Dataset entries
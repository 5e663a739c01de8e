//! # Protocol Configuration & Constants
//!
//! Every default the admission pipeline relies on lives here. The node binary
//! layers its TOML config on top of these; the library itself never reads a
//! file.

use std::time::Duration;

// ---------------------------------------------------------------------------
// Protocol Version
// ---------------------------------------------------------------------------

/// Library version string reported by the node's `/status` endpoint.
pub const PROTOCOL_VERSION: &str = "0.1.0";

// ---------------------------------------------------------------------------
// Admission Parameters
// ---------------------------------------------------------------------------

/// Default rollback-depth limit. A queued candidate more than this many
/// blocks ahead of the local tip is discarded instead of chased.
pub const DEFAULT_ROLLBACK_LIMIT: u64 = 60;

/// How often the queue daemon runs an admission cycle.
pub const QUEUE_CHECK_INTERVAL: Duration = Duration::from_secs(1);

/// Same as [`QUEUE_CHECK_INTERVAL`], for config files that want a `u64`.
/// Keep the two in sync.
pub const QUEUE_CHECK_INTERVAL_MS: u64 = 1_000;

// ---------------------------------------------------------------------------
// Network Parameters
// ---------------------------------------------------------------------------

/// Port appended to honor-node hosts that are configured without one.
pub const DEFAULT_TCP_PORT: u16 = 7078;

/// Default port for the node's HTTP status API.
pub const DEFAULT_API_PORT: u16 = 7079;

/// Default port for the Prometheus metrics endpoint.
pub const DEFAULT_METRICS_PORT: u16 = 7080;
//! # Stored Records
//!
//! The two records the admission controller reads on every cycle.
//!
//! ```text
//! ┌──────────────────────────────┐   ┌──────────────────────────────┐
//! │  ChainHeight (info block)    │   │  SyncCandidate (queue block) │
//! │  ├── block_id: u64           │   │  ├── block_id: u64           │
//! │  └── block_hash: Vec<u8>     │   │  ├── block_hash: Vec<u8>     │
//! └──────────────────────────────┘   │  └── origin_node_id: i64     │
//!                                    └──────────────────────────────┘
//! ```
//!
//! Hashes are opaque byte strings. The controller never recomputes them;
//! it only compares and deletes by them.

use std::fmt;

use serde::{Deserialize, Serialize};

// ---------------------------------------------------------------------------
// ChainHeight
// ---------------------------------------------------------------------------

/// The highest block this node has durably applied.
///
/// Written by the block-application pipeline, read-only to admission.
#[derive(Clone, Debug, Default, PartialEq, Eq, Serialize, Deserialize)]
pub struct ChainHeight {
    /// Height of the local tip.
    pub block_id: u64,
    /// Hash of the local tip.
    pub block_hash: Vec<u8>,
}

impl ChainHeight {
    pub fn new(block_id: u64, block_hash: impl Into<Vec<u8>>) -> Self {
        Self {
            block_id,
            block_hash: block_hash.into(),
        }
    }

    /// Return the tip hash as a hex string.
    pub fn hash_hex(&self) -> String {
        hex::encode(&self.block_hash)
    }
}

// ---------------------------------------------------------------------------
// SyncCandidate
// ---------------------------------------------------------------------------

/// A block announced by an honor node that we have not yet pulled.
#[derive(Clone, Debug, Default, PartialEq, Eq, Serialize, Deserialize)]
pub struct SyncCandidate {
    /// Height of the announced block.
    pub block_id: u64,
    /// Hash of the announced block. Empty means "no candidate".
    pub block_hash: Vec<u8>,
    /// Node id of the honor node that produced the block.
    pub origin_node_id: i64,
}

impl SyncCandidate {
    pub fn new(block_id: u64, block_hash: impl Into<Vec<u8>>, origin_node_id: i64) -> Self {
        Self {
            block_id,
            block_hash: block_hash.into(),
            origin_node_id,
        }
    }

    /// A candidate with no hash is a placeholder row, not an announcement.
    pub fn is_empty(&self) -> bool {
        self.block_hash.is_empty()
    }

    /// Return the announced hash as a hex string.
    pub fn hash_hex(&self) -> String {
        hex::encode(&self.block_hash)
    }
}

impl fmt::Display for SyncCandidate {
    fn fmt(&self, f: &mut fmt::Formatter<'_>) -> fmt::Result {
        write!(
            f,
            "block {} ({}) from node {}",
            self.block_id,
            self.hash_hex(),
            self.origin_node_id
        )
    }
}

● **What is required**: Your answer should be one number: the count of lines in the data above that include the word "never".

● **Written answer**: 2